1870年生まれで、家が貧しく、幼い頃から丁稚奉公をしていたため文字を知らず、生涯覚えた漢字は「三」「吉」「馬」の三字だったようで、そのためか苗字には「坂田」と「阪田」の二種類の表記が混在しているようです。

賭け将棋で鍛えたその実力は本物で、死後、日本将棋連盟から名人・王将の称号が贈られました。

北条秀司原作による「王将」というタイトルの戯曲や映画、さらに歌のモデルになったことでも有名で、当時も関西を中心に相当の人気があったことがうかがえます。

 

Sakata_Sankichi

出典先:wikipedia

 

実力制名人への転換 「坂田三吉の復活」

1937年は将棋界としては世襲制名人から実力制名人へと移行した大きな転機とも呼べる年。

つまり、それまでは家柄や地位、評判で名人になれたのですが、実力制になってからは一番強い者が「名人」を名乗る時代になったのが1937年からなんです。

初代実力制名人を決める最初の名人決定リーグ戦が行われていたのですが、そのリーグ戦に坂田三吉は出場していませんでした。

当時の坂田三吉は自称「大阪名人」を名乗っていたことから、東京将棋連盟から名人僭称とみなされ、連盟と冷戦関係にあり16年間も将棋を指していなかったようです。

しかし、あの坂田無しでの名人を決めても異論が出ることは間違いないだろうとのことで読売新聞社主催で特別対局が行われることとなりました。
それが「坂田三吉」と当時名人最有力候補の「木村義雄」の対局でした。

「あの伝説の棋士がまた将棋を指す」

「あの男が帰ってきた」

伝説の棋士「坂田三吉」のカムバックを読売新聞社は大々的に報じ、世間の注目はこの「事実上の名人戦」に一気に集まります。

名人リーグを戦っていた木村義雄自身もこう述べています。

「坂田を倒さず、名人なし」

 

南禅寺の決戦「伝説の9四歩」

この時、坂田三吉は66歳、対する木村義雄は32歳

ちなみにこの二人は過去に対戦したことがあります。
それは木村義雄がまだ12歳の時、坂田の飛車落ちで二局指し、1勝1負
この時、木村は少年ながら「なんて強い人なのだろう」と思ったそうです。

それから20年…。
対局が行われた舞台が南禅寺だったこともあり、この対局は「南禅寺の決戦」と呼ばれ、のちに坂田の孫弟子に当たる内藤國雄はこの南禅寺の決戦を「三百七十年に及ぶ将棋の歴史の中で、最大の一番」と称しています。

そしてこの南禅寺の決戦は持ち時間両者30時間(全日程7日間)という今では考えられないような長丁場での対局ルールでした。

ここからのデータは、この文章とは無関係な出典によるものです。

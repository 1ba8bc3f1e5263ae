//! Echo: returns the input text as-is, to test the tools system.

use std::sync::Arc;

use async_trait::async_trait;
use serde::{Deserialize, Serialize};
use serde_json::{json, Value};
use tracing::warn;

use confab_core::error::{AsErrorInfo, ErrorInfo, ErrorKind};
use confab_core::{ProcessName, ProcessUri, ServiceId};
use confab_process::{
    send_progress, send_result, Process, ProcessError, ProcessResult, RequestContext, Tool,
    ToolInfo,
};

const OWNER: &str = "svc-backend-tools";

#[derive(Debug, Clone, Serialize, Deserialize)]
pub struct EchoArguments {
    pub text: String,
}

pub struct Echo;

#[async_trait]
impl Tool for Echo {
    fn info(&self) -> ToolInfo {
        ToolInfo {
            name: "echo".parse().expect("static name"),
            description: "Return the input text as-is to test the tools system.".to_string(),
            arguments_schema: json!({
                "type": "object",
                "properties": {"text": {"type": "string"}},
                "required": ["text"],
            }),
            default_enabled: true,
        }
    }

    async fn spawn(
        &self,
        request: Arc<RequestContext>,
        process_uri: ProcessUri,
        arguments: Value,
    ) -> Result<Arc<dyn Process>, ProcessError> {
        Ok(Arc::new(EchoProcess {
            uri: process_uri,
            request,
            arguments,
        }))
    }
}

pub struct EchoProcess {
    uri: ProcessUri,
    request: Arc<RequestContext>,
    arguments: Value,
}

impl EchoProcess {
    async fn run(&self) -> Result<ProcessResult, ProcessError> {
        let arguments: EchoArguments = serde_json::from_value(self.arguments.clone())
            .map_err(|err| ProcessError::BadArguments {
                name: self.name(),
                reason: err.to_string(),
            })?;

        send_progress(self, json!({"received_text": arguments.text})).await?;

        if let Some(message) = arguments.text.strip_prefix("ERROR: ") {
            return Ok(ProcessResult::Failure {
                error: ErrorInfo::new(400, message, ErrorKind::Normal),
            });
        }
        Ok(ProcessResult::success(
            json!({"content": arguments.text})
                .as_object()
                .expect("object literal")
                .clone(),
        ))
    }
}

#[async_trait]
impl Process for EchoProcess {
    fn uri(&self) -> &ProcessUri {
        &self.uri
    }

    fn name(&self) -> ProcessName {
        "echo".parse().expect("static name")
    }

    fn owner(&self) -> ServiceId {
        OWNER.parse().expect("static service id")
    }

    fn arguments(&self) -> Value {
        self.arguments.clone()
    }

    fn arguments_schema(&self) -> Option<Value> {
        Some(Echo.info().arguments_schema)
    }

    fn request(&self) -> Arc<RequestContext> {
        Arc::clone(&self.request)
    }

    async fn on_spawn(self: Arc<Self>) {
        let result = match self.run().await {
            Ok(result) => result,
            Err(err) => ProcessResult::from_error_info(err.as_info()),
        };
        if let Err(err) = send_result(self.as_ref(), result).await {
            warn!(uri = %self.uri, error = %err, "echo result update failed");
        }
    }

    async fn on_sigterm(self: Arc<Self>) {
        confab_process::sigterm_stop(self.as_ref()).await;
    }
}

#[cfg(test)]
mod tests {
    use super::*;
    use confab_core::{ProcessId, RequestId, Workspace};
    use confab_kv::KvStore;
    use confab_process::WorkspaceContext;
    use std::time::Duration;

    async fn spawn_echo(text: &str) -> (Arc<WorkspaceContext>, ProcessUri) {
        let workspace: Workspace = "ndw://internal/default-unit-test".parse().unwrap();
        let context = WorkspaceContext::new(workspace.clone(), KvStore::memory());
        let request = RequestContext::create(&context, RequestId::generate()).unwrap();

        let uri = ProcessUri::root(workspace, ProcessId::generate());
        let process = Echo
            .spawn(request, uri.clone(), json!({"text": text}))
            .await
            .unwrap();
        context.spawn(process).await.unwrap();

        let listener = context.listener(&uri).unwrap();
        tokio::time::timeout(Duration::from_secs(2), listener.wait_result())
            .await
            .unwrap()
            .unwrap();
        (context, uri)
    }

    #[tokio::test]
    async fn echo_reports_progress_then_success() {
        let (context, uri) = spawn_echo("Hello, world!").await;
        let status = context.get_status(&uri).unwrap();

        assert_eq!(status.progress, vec![json!({"received_text": "Hello, world!"})]);
        let Some(ProcessResult::Success { value }) = status.result else {
            panic!("expected success, got {:?}", status.result);
        };
        assert_eq!(value.get("content"), Some(&json!("Hello, world!")));
    }

    #[tokio::test]
    async fn echo_error_prefix_fails_with_code_400() {
        let (context, uri) = spawn_echo("ERROR: boom").await;
        let status = context.get_status(&uri).unwrap();

        let Some(ProcessResult::Failure { error }) = status.result else {
            panic!("expected failure, got {:?}", status.result);
        };
        assert_eq!(error.code, 400);
        assert_eq!(error.message, "boom");
    }

    #[tokio::test]
    async fn echo_rejects_bad_arguments_at_spawn() {
        let workspace: Workspace = "ndw://internal/default-unit-test".parse().unwrap();
        let context = WorkspaceContext::new(workspace.clone(), KvStore::memory());
        let request = RequestContext::create(&context, RequestId::generate()).unwrap();

        let uri = ProcessUri::root(workspace, ProcessId::generate());
        let process = Echo
            .spawn(request, uri.clone(), json!({"wrong": 1}))
            .await
            .unwrap();
        assert!(matches!(
            context.spawn(process).await,
            Err(ProcessError::BadArguments { .. })
        ));
    }
}
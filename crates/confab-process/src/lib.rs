//! Durable units of execution.
//!
//! A process is a spawned task with a status record in the KV store: ordered
//! progress entries and at most one terminal result. Listeners observe status
//! transitions; the workspace context owns every process spawned on this
//! replica and delivers SIGTERM on shutdown.

mod context;
mod error;
mod process;
mod schema;
mod status;
mod tool;

pub use context::{ProcessListener, RequestContext, WorkspaceContext};
pub use error::ProcessError;
pub use process::{
    send_progress, send_result, send_update, sigterm_stop, Process, ProcessDefinition,
    KEY_PROCESS_EXECUTOR, KEY_PROCESS_STATUS,
};
pub use schema::validate_arguments;
pub use status::{ProcessResult, ProcessStatus};
pub use tool::{Tool, ToolDefinition, ToolInfo, ToolsProvider};

/// An active process with no status heartbeat for this long is expired.
pub const PROCESS_EXPIRY_SECS: u64 = 600;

先手の木村義雄の初手7六歩で始まったこの将棋、坂田は二手目に伝説となって語り継がれる一手を指します。
それが端歩を突く”9四歩”です。

 

9四歩の局面

 

上の局面図のように一番端の歩を前進させたこの一手…、この手の意味の捉え方は様々ですが、普通に考えるとこの手の意味は一手パス。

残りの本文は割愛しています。